*** Input material Section Begins ***

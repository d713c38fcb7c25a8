//! Shared application state.

use std::sync::Arc;

use studio_relay::{ExecutionRelay, HttpRpcClient};
use studio_router::ProcedureCatalog;

/// State handed to every handler.
///
/// Everything here is built once at startup and only read afterwards, so
/// cloning the state is two reference-count bumps and no locking is needed.
#[derive(Clone)]
pub struct AppState {
    pub catalog: Arc<ProcedureCatalog>,
    pub relay: Arc<ExecutionRelay<HttpRpcClient>>,
}

impl AppState {
    pub fn new(catalog: ProcedureCatalog, relay: ExecutionRelay<HttpRpcClient>) -> Self {
        Self {
            catalog: Arc::new(catalog),
            relay: Arc::new(relay),
        }
    }
}
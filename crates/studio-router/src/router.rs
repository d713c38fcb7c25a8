//! # Router Decoding
//!
//! Turns a selected router export into a typed [`Router`]. The export is
//! loader output and is not trusted: every field is checked for presence
//! and type before use, and the first problem is reported with the
//! procedure path it concerns.
//!
//! ## Wire form
//!
//! ```json
//! {
//!   "_def": {
//!     "router": true,
//!     "procedures": {
//!       "user.byId": {
//!         "_def": { "type": "query", "meta": {}, "inputs": [ ... ], "output": { ... } }
//!       }
//!     },
//!     "_config": { "transformer": "superjson" }
//!   }
//! }
//! ```
//!
//! Older routers mark the kind with a boolean flag (`"query": true`)
//! instead of `type`; both are accepted. A string entry in `inputs` (or a
//! string `output`) is a custom validator known only by its label.
//!
//! Schemas are decoded leniently: a schema node that cannot be decoded is
//! logged and kept as an unsupported leaf, so one odd validator never
//! costs the rest of the catalog.

use indexmap::IndexMap;
use serde_json::{Map, Value};
use studio_schema::SchemaNode;
use thiserror::Error;

use crate::procedure::{OpaquePredicate, Procedure, ProcedureInput, ProcedureKind};
use crate::transformer::WireTransformer;

/// A router selected from a module, decoded into typed form.
#[derive(Debug, Clone)]
pub struct Router {
    /// Export name the router was found under.
    pub name: String,
    /// Dot-delimited path to procedure, in declaration order.
    pub procedures: IndexMap<String, Procedure>,
    pub transformer: WireTransformer,
}

#[derive(Debug, Error)]
pub enum RouterError {
    #[error("router has no `_def` object")]
    MissingDef,

    #[error("`_def.procedures` is missing or not an object")]
    InvalidProcedures,

    #[error("`_def._config` is not an object")]
    InvalidConfig,

    #[error("unknown transformer `{0}`")]
    UnknownTransformer(String),

    #[error("procedure `{path}` is malformed: {reason}")]
    MalformedProcedure { path: String, reason: String },
}

impl Router {
    /// Build a router directly, mostly for tests and embedders.
    pub fn new(name: impl Into<String>) -> Self {
        Self {
            name: name.into(),
            procedures: IndexMap::new(),
            transformer: WireTransformer::default(),
        }
    }

    pub fn with_procedure(mut self, path: impl Into<String>, procedure: Procedure) -> Self {
        self.procedures.insert(path.into(), procedure);
        self
    }

    /// Decode a router export.
    pub fn from_export(name: &str, value: &Value) -> Result<Self, RouterError> {
        let def = value
            .get("_def")
            .and_then(Value::as_object)
            .ok_or(RouterError::MissingDef)?;

        let raw_procedures = def
            .get("procedures")
            .and_then(Value::as_object)
            .ok_or(RouterError::InvalidProcedures)?;

        let mut procedures = IndexMap::with_capacity(raw_procedures.len());
        for (path, raw) in raw_procedures {
            procedures.insert(path.clone(), decode_procedure(path, raw)?);
        }

        Ok(Self {
            name: name.to_string(),
            procedures,
            transformer: decode_transformer(def)?,
        })
    }
}

fn decode_transformer(def: &Map<String, Value>) -> Result<WireTransformer, RouterError> {
    let config = match def.get("_config") {
        None | Some(Value::Null) => return Ok(WireTransformer::default()),
        Some(Value::Object(config)) => config,
        Some(_) => return Err(RouterError::InvalidConfig),
    };
    match config.get("transformer") {
        None | Some(Value::Null) => Ok(WireTransformer::default()),
        Some(Value::String(name)) => WireTransformer::from_name(name)
            .ok_or_else(|| RouterError::UnknownTransformer(name.clone())),
        Some(other) => Err(RouterError::UnknownTransformer(other.to_string())),
    }
}

fn malformed(path: &str, reason: impl Into<String>) -> RouterError {
    RouterError::MalformedProcedure {
        path: path.to_string(),
        reason: reason.into(),
    }
}

fn decode_procedure(path: &str, raw: &Value) -> Result<Procedure, RouterError> {
    let def = raw
        .get("_def")
        .and_then(Value::as_object)
        .ok_or_else(|| malformed(path, "no `_def` object"))?;

    let kind = decode_kind(path, def)?;

    let meta = match def.get("meta") {
        None | Some(Value::Null) => None,
        Some(Value::Object(meta)) => Some(meta.clone()),
        Some(_) => return Err(malformed(path, "`meta` is not an object")),
    };

    let inputs = match def.get("inputs") {
        None | Some(Value::Null) => Vec::new(),
        Some(Value::Array(entries)) => entries
            .iter()
            .enumerate()
            .map(|(i, entry)| decode_input(path, &format!("inputs[{i}]"), entry))
            .collect::<Result<_, _>>()?,
        Some(_) => return Err(malformed(path, "`inputs` is not an array")),
    };

    let output = match def.get("output") {
        None | Some(Value::Null) => None,
        Some(entry) => Some(decode_input(path, "output", entry)?),
    };

    Ok(Procedure {
        kind,
        meta,
        inputs,
        output,
    })
}

fn decode_kind(path: &str, def: &Map<String, Value>) -> Result<ProcedureKind, RouterError> {
    match def.get("type") {
        Some(Value::String(name)) => name.parse().map_err(|e| malformed(path, format!("{e}"))),
        Some(_) => Err(malformed(path, "`type` is not a string")),
        None => ProcedureKind::ALL
            .into_iter()
            .find(|kind| def.get(kind.as_str()) == Some(&Value::Bool(true)))
            .ok_or_else(|| malformed(path, "no procedure kind")),
    }
}

fn decode_input(path: &str, field: &str, entry: &Value) -> Result<ProcedureInput, RouterError> {
    match entry {
        Value::String(label) => Ok(ProcedureInput::Predicate(OpaquePredicate {
            label: label.clone(),
        })),
        Value::Object(_) => {
            let decoded = SchemaNode::from_wire_lenient(entry);
            for problem in &decoded.problems {
                tracing::warn!(procedure = path, field, %problem, "degraded an undecodable schema");
            }
            Ok(ProcedureInput::Schema(decoded.node))
        }
        _ => Err(malformed(
            path,
            format!("`{field}` is neither a schema nor a validator label"),
        )),
    }
}
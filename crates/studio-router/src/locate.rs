//! # Router Locator
//!
//! Picks the router out of a module's exports.
//!
//! An export is a candidate when it is an object whose `_def` is an object
//! with `router` set to boolean `true`. When a module exports several
//! routers (typically the app router plus the sub-routers it merges), the
//! one with the most procedures is taken; a tie goes to the candidate
//! declared first. Selection only counts entries in `_def.procedures`; the
//! winner is then decoded in full.

use serde_json::Value;
use thiserror::Error;

use crate::export::ModuleExportTable;
use crate::router::{Router, RouterError};

#[derive(Debug, Error)]
pub enum LocateError {
    #[error("no router found among {export_count} export(s)")]
    NoRouterFound { export_count: usize },

    #[error("router `{export}` is malformed")]
    MalformedRouter {
        export: String,
        #[source]
        source: RouterError,
    },
}

/// Does this export value look like a router?
pub fn is_router_candidate(value: &Value) -> bool {
    value
        .get("_def")
        .and_then(Value::as_object)
        .and_then(|def| def.get("router"))
        == Some(&Value::Bool(true))
}

fn procedure_count(value: &Value) -> usize {
    value
        .get("_def")
        .and_then(|def| def.get("procedures"))
        .and_then(Value::as_object)
        .map_or(0, |procedures| procedures.len())
}

/// Find the router in `exports`.
pub fn locate(exports: &ModuleExportTable) -> Result<Router, LocateError> {
    let mut best: Option<(&str, &Value, usize)> = None;
    let mut candidates = Vec::new();

    for (name, value) in exports {
        if !is_router_candidate(value) {
            tracing::trace!(export = %name, "export is not a router");
            continue;
        }
        let count = procedure_count(value);
        tracing::debug!(export = %name, procedures = count, "detected router export");
        candidates.push(name.as_str());
        if best.map_or(true, |(_, _, max)| count > max) {
            best = Some((name.as_str(), value, count));
        }
    }

    let Some((name, value, count)) = best else {
        return Err(LocateError::NoRouterFound {
            export_count: exports.len(),
        });
    };

    if candidates.len() > 1 {
        tracing::info!(
            candidates = ?candidates,
            selected = name,
            "multiple routers exported; using the one with the most procedures"
        );
    }

    let router =
        Router::from_export(name, value).map_err(|source| LocateError::MalformedRouter {
            export: name.to_string(),
            source,
        })?;
    tracing::info!(router = name, procedures = count, "router located");
    Ok(router)
}
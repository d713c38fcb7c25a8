//! Module export tables and their manifest rendering.

use indexmap::IndexMap;
use serde_json::Value;

/// Export name to opaque exported value, in declaration order.
pub type ModuleExportTable = IndexMap<String, Value>;

/// Parse an export manifest: a JSON5 object whose keys are export names.
///
/// JSON5 is a superset of JSON, so `.json`, `.json5` and `.jsonc` manifests
/// all go through here.
pub fn parse_manifest(text: &str) -> Result<ModuleExportTable, json5::Error> {
    json5::from_str(text)
}
//! # Procedure Enumerator
//!
//! Walks a [`Router`] and compiles every procedure into a [`ProcedureInfo`]
//! for the catalog a client lists, inspects and invokes from.
//!
//! ## Input resolution
//!
//! | inputs                      | descriptor                           |
//! |-----------------------------|--------------------------------------|
//! | none                        | `ZodNever`                           |
//! | one custom validator        | `ZodUnknown`                         |
//! | one schema                  | that schema, compiled                |
//! | a chain of object schemas   | the objects merged, then compiled    |
//! | a chain with anything else  | `StudioUnsupportedType` + a warning  |
//!
//! An output parser that is a schema is compiled; anything else is
//! reported as `ZodUnknown`. Enumeration itself never fails.

use indexmap::IndexMap;
use serde::Serialize;
use serde_json::{Map, Value};
use studio_schema::{compile, merge_objects, SchemaDescriptor, SchemaNode, TypeName};

use crate::procedure::{Procedure, ProcedureInput, ProcedureKind};
use crate::router::Router;

/// The client-facing description of one procedure.
#[derive(Debug, Clone, PartialEq, Serialize)]
#[serde(rename_all = "camelCase")]
pub struct ProcedureInfo {
    pub path: String,
    #[serde(rename = "type")]
    pub kind: ProcedureKind,
    #[serde(skip_serializing_if = "Option::is_none")]
    pub meta: Option<Map<String, Value>>,
    pub input_info: SchemaDescriptor,
    pub output_info: SchemaDescriptor,
}

/// Every procedure of a router, keyed by path, in declaration order.
///
/// Built once at startup and never mutated afterwards.
#[derive(Debug, Clone, Default, PartialEq, Serialize)]
#[serde(transparent)]
pub struct ProcedureCatalog {
    entries: IndexMap<String, ProcedureInfo>,
}

impl ProcedureCatalog {
    pub fn get(&self, path: &str) -> Option<&ProcedureInfo> {
        self.entries.get(path)
    }

    /// Path to kind, the listing a client shows first.
    pub fn kinds(&self) -> IndexMap<String, ProcedureKind> {
        self.entries
            .iter()
            .map(|(path, info)| (path.clone(), info.kind))
            .collect()
    }

    pub fn len(&self) -> usize {
        self.entries.len()
    }

    pub fn is_empty(&self) -> bool {
        self.entries.is_empty()
    }

    pub fn iter(&self) -> impl Iterator<Item = &ProcedureInfo> {
        self.entries.values()
    }
}

impl<'a> IntoIterator for &'a ProcedureCatalog {
    type Item = &'a ProcedureInfo;
    type IntoIter = indexmap::map::Values<'a, String, ProcedureInfo>;

    fn into_iter(self) -> Self::IntoIter {
        self.entries.values()
    }
}

/// Compile every procedure of `router`.
pub fn enumerate(router: &Router) -> ProcedureCatalog {
    let entries = router
        .procedures
        .iter()
        .map(|(path, procedure)| (path.clone(), describe(path, procedure)))
        .collect();
    let catalog = ProcedureCatalog { entries };
    tracing::debug!(router = %router.name, procedures = catalog.len(), "procedures enumerated");
    catalog
}

fn describe(path: &str, procedure: &Procedure) -> ProcedureInfo {
    ProcedureInfo {
        path: path.to_string(),
        kind: procedure.kind,
        meta: procedure.meta.clone(),
        input_info: input_descriptor(path, &procedure.inputs),
        output_info: match &procedure.output {
            Some(ProcedureInput::Schema(node)) => compile(node),
            _ => compile(&SchemaNode::unknown()),
        },
    }
}

fn input_descriptor(path: &str, inputs: &[ProcedureInput]) -> SchemaDescriptor {
    match inputs {
        [] => compile(&SchemaNode::never()),
        [ProcedureInput::Predicate(_)] => compile(&SchemaNode::unknown()),
        [ProcedureInput::Schema(node)] => compile(node),
        chain => {
            let schemas: Option<Vec<&SchemaNode>> =
                chain.iter().map(ProcedureInput::as_schema).collect();
            let Some(schemas) = schemas else {
                tracing::warn!(
                    procedure = path,
                    "input chain contains a custom validator; input cannot be described"
                );
                return SchemaDescriptor::bare(TypeName::Unsupported);
            };
            match merge_objects(schemas) {
                Ok(merged) => compile(&merged),
                Err(error) => {
                    tracing::warn!(procedure = path, %error, "input chain cannot be merged");
                    SchemaDescriptor::bare(TypeName::Unsupported)
                }
            }
        }
    }
}

#[cfg(test)]
mod tests {
    use super::*;
    use crate::procedure::OpaquePredicate;
    use serde_json::json;

    fn single(procedure: Procedure) -> ProcedureInfo {
        let router = Router::new("r").with_procedure("p", procedure);
        enumerate(&router).get("p").cloned().unwrap()
    }

    fn predicate() -> ProcedureInput {
        ProcedureInput::Predicate(OpaquePredicate {
            label: "custom".into(),
        })
    }

    #[test]
    fn no_inputs_compile_to_never() {
        let info = single(Procedure::new(ProcedureKind::Query));
        assert_eq!(info.input_info.type_name, TypeName::Never);
        assert_eq!(info.output_info.type_name, TypeName::Unknown);
    }

    #[test]
    fn single_predicate_is_unknown() {
        let mut procedure = Procedure::new(ProcedureKind::Mutation);
        procedure.inputs.push(predicate());
        procedure.output = Some(predicate());
        let info = single(procedure);
        assert_eq!(info.input_info.type_name, TypeName::Unknown);
        assert_eq!(info.output_info.type_name, TypeName::Unknown);
    }

    #[test]
    fn single_schema_is_compiled() {
        let info = single(
            Procedure::new(ProcedureKind::Query)
                .with_input(SchemaNode::string())
                .with_output(SchemaNode::array(SchemaNode::number())),
        );
        assert_eq!(info.input_info.type_name, TypeName::String);
        assert_eq!(info.output_info.type_name, TypeName::Array);
    }

    #[test]
    fn chained_objects_are_merged() {
        let info = single(
            Procedure::new(ProcedureKind::Mutation)
                .with_input(SchemaNode::object([("a", SchemaNode::string())]))
                .with_input(SchemaNode::object([("b", SchemaNode::number())])),
        );
        let json = serde_json::to_value(&info.input_info).unwrap();
        assert_eq!(json["typeName"], "ZodObject");
        let keys: Vec<&String> = json["shape"].as_object().unwrap().keys().collect();
        assert_eq!(keys, vec!["a", "b"]);
    }

    #[test]
    fn chain_with_non_object_is_unsupported() {
        let info = single(
            Procedure::new(ProcedureKind::Query)
                .with_input(SchemaNode::object([("a", SchemaNode::string())]))
                .with_input(SchemaNode::string()),
        );
        assert!(info.input_info.is_unsupported());
    }

    #[test]
    fn chain_with_predicate_is_unsupported() {
        let mut procedure = Procedure::new(ProcedureKind::Query)
            .with_input(SchemaNode::object([("a", SchemaNode::string())]));
        procedure.inputs.push(predicate());
        assert!(single(procedure).input_info.is_unsupported());
    }

    #[test]
    fn catalog_keeps_order_and_kinds() {
        let router = Router::new("r")
            .with_procedure("z.last", Procedure::new(ProcedureKind::Query))
            .with_procedure("a.first", Procedure::new(ProcedureKind::Mutation))
            .with_procedure("events", Procedure::new(ProcedureKind::Subscription));
        let catalog = enumerate(&router);
        assert_eq!(catalog.len(), 3);
        assert_eq!(
            serde_json::to_value(catalog.kinds()).unwrap(),
            json!({"z.last": "query", "a.first": "mutation", "events": "subscription"})
        );
        let paths: Vec<&str> = catalog.iter().map(|info| info.path.as_str()).collect();
        assert_eq!(paths, vec!["z.last", "a.first", "events"]);
    }

    #[test]
    fn info_serializes_with_client_field_names() {
        let mut procedure = Procedure::new(ProcedureKind::Query);
        procedure.meta = Some(json!({"description": "hi"}).as_object().cloned().unwrap());
        let json = serde_json::to_value(single(procedure)).unwrap();
        assert_eq!(
            json,
            json!({
                "path": "p",
                "type": "query",
                "meta": {"description": "hi"},
                "inputInfo": {"typeName": "ZodNever"},
                "outputInfo": {"typeName": "ZodUnknown"},
            })
        );
    }

    #[test]
    fn meta_is_omitted_when_absent() {
        let json = serde_json::to_value(single(Procedure::new(ProcedureKind::Query))).unwrap();
        assert!(json.get("meta").is_none());
    }
}
//! # API Error Types
//!
//! Errors raised by the HTTP layer itself, rendered as
//! `{"error": {"code", "message"}}`. Relay outcomes (including 4xx/5xx
//! relayed from the remote endpoint) are not errors at this level; they
//! pass through with the relay's own body.
//!
//! Internal error details are logged and never returned to the client.

use std::error::Error as _;

use axum::http::StatusCode;
use axum::response::{IntoResponse, Response};
use axum::Json;
use serde::{Deserialize, Serialize};
use thiserror::Error;

use studio_relay::RelayFault;

/// Structured JSON error response body.
#[derive(Debug, Serialize, Deserialize)]
pub struct ErrorBody {
    pub error: ErrorDetail,
}

#[derive(Debug, Serialize, Deserialize)]
pub struct ErrorDetail {
    /// Machine-readable error code, e.g. `NOT_FOUND`.
    pub code: String,
    pub message: String,
}

#[derive(Error, Debug)]
pub enum AppError {
    /// No procedure at the requested path (404).
    #[error("not found: {0}")]
    NotFound(String),

    /// The request cannot be served as asked (400).
    #[error("bad request: {0}")]
    BadRequest(String),

    /// Anything unexpected (500). Message is logged but not returned.
    #[error("internal error: {0}")]
    Internal(String),
}

impl AppError {
    fn status_and_code(&self) -> (StatusCode, &'static str) {
        match self {
            Self::NotFound(_) => (StatusCode::NOT_FOUND, "NOT_FOUND"),
            Self::BadRequest(_) => (StatusCode::BAD_REQUEST, "BAD_REQUEST"),
            Self::Internal(_) => (StatusCode::INTERNAL_SERVER_ERROR, "INTERNAL_ERROR"),
        }
    }

    pub fn procedure_not_found(path: &str) -> Self {
        Self::NotFound(format!("no procedure at `{path}`"))
    }
}

impl IntoResponse for AppError {
    fn into_response(self) -> Response {
        let (status, code) = self.status_and_code();

        let message = match &self {
            Self::Internal(_) => {
                tracing::error!(error = %self, "internal server error");
                "An internal error occurred".to_string()
            }
            other => other.to_string(),
        };

        let body = ErrorBody {
            error: ErrorDetail {
                code: code.to_string(),
                message,
            },
        };
        (status, Json(body)).into_response()
    }
}

impl From<RelayFault> for AppError {
    fn from(fault: RelayFault) -> Self {
        let mut message = fault.to_string();
        let mut source = fault.source();
        while let Some(cause) = source {
            message.push_str(": ");
            message.push_str(&cause.to_string());
            source = cause.source();
        }
        Self::Internal(message)
    }
}

#[cfg(test)]
mod tests {
    use super::*;
    use http_body_util::BodyExt;
    use studio_relay::RemoteError;

    async fn response_parts(err: AppError) -> (StatusCode, ErrorBody) {
        let response = err.into_response();
        let status = response.status();
        let bytes = response.into_body().collect().await.unwrap().to_bytes();
        let body: ErrorBody = serde_json::from_slice(&bytes).unwrap();
        (status, body)
    }

    #[test]
    fn status_codes() {
        assert_eq!(
            AppError::NotFound("x".into()).status_and_code(),
            (StatusCode::NOT_FOUND, "NOT_FOUND")
        );
        assert_eq!(
            AppError::BadRequest("x".into()).status_and_code(),
            (StatusCode::BAD_REQUEST, "BAD_REQUEST")
        );
        assert_eq!(
            AppError::Internal("x".into()).status_and_code(),
            (StatusCode::INTERNAL_SERVER_ERROR, "INTERNAL_ERROR")
        );
    }

    #[tokio::test]
    async fn not_found_names_the_path() {
        let (status, body) = response_parts(AppError::procedure_not_found("user.byId")).await;
        assert_eq!(status, StatusCode::NOT_FOUND);
        assert_eq!(body.error.code, "NOT_FOUND");
        assert!(body.error.message.contains("user.byId"));
    }

    #[tokio::test]
    async fn internal_hides_details() {
        let (status, body) = response_parts(AppError::Internal("socket exploded".into())).await;
        assert_eq!(status, StatusCode::INTERNAL_SERVER_ERROR);
        assert_eq!(body.error.message, "An internal error occurred");
    }

    #[test]
    fn relay_fault_keeps_its_cause_chain() {
        let fault = RelayFault::Remote {
            path: "p".into(),
            source: RemoteError::Protocol {
                url: "http://x/p".into(),
                reason: "not tRPC".into(),
            },
        };
        match AppError::from(fault) {
            AppError::Internal(message) => {
                assert!(message.contains("`p`"), "{message}");
                assert!(message.contains("not tRPC"), "{message}");
            }
            other => panic!("expected Internal, got {other:?}"),
        }
    }
}
//! Startup discovery: load a module, find its router and build the catalog.

use std::path::{Path, PathBuf};

use thiserror::Error;

use crate::enumerate::{enumerate, ProcedureCatalog};
use crate::loader::{LoadError, ModuleLoader};
use crate::locate::{locate, LocateError};
use crate::router::Router;

/// Discovery is fatal at startup; every variant names the module.
#[derive(Debug, Error)]
pub enum DiscoveryError {
    #[error("could not load {path}")]
    Load {
        path: PathBuf,
        #[source]
        source: LoadError,
    },

    #[error("could not find a usable router in {path}")]
    Locate {
        path: PathBuf,
        #[source]
        source: LocateError,
    },
}

/// The result of discovery: the selected router and its catalog.
#[derive(Debug, Clone)]
pub struct Discovered {
    pub router: Router,
    pub catalog: ProcedureCatalog,
}

/// Load `path` with `loader`, locate its router and enumerate it.
///
/// The loader is engaged for the duration of the load only.
pub fn discover(loader: &dyn ModuleLoader, path: &Path) -> Result<Discovered, DiscoveryError> {
    let load_err = |source| DiscoveryError::Load {
        path: path.to_path_buf(),
        source,
    };

    tracing::info!(module = %path.display(), loader = loader.name(), "loading router module");
    let registration = loader.engage().map_err(load_err)?;
    let exports = loader.load(&registration, path).map_err(load_err)?;
    registration.release().map_err(load_err)?;

    for name in exports.keys() {
        tracing::debug!(export = %name, "detected export");
    }

    let router = locate(&exports).map_err(|source| DiscoveryError::Locate {
        path: path.to_path_buf(),
        source,
    })?;
    let catalog = enumerate(&router);
    Ok(Discovered { router, catalog })
}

*** Input material Section Ends ***

* Assigned task:
Starting at the first line of the records above, please copy every line exactly through the line containing "read afterwards, so", and stop there.

* Result of this exercise:
repository d713c38fcb7c25a8
//! Shared application state.

use std::sync::Arc;

use studio_relay::{ExecutionRelay, HttpRpcClient};
use studio_router::ProcedureCatalog;

/// State handed to every handler.
///
/// Everything here is built once at startup and only read afterwards, so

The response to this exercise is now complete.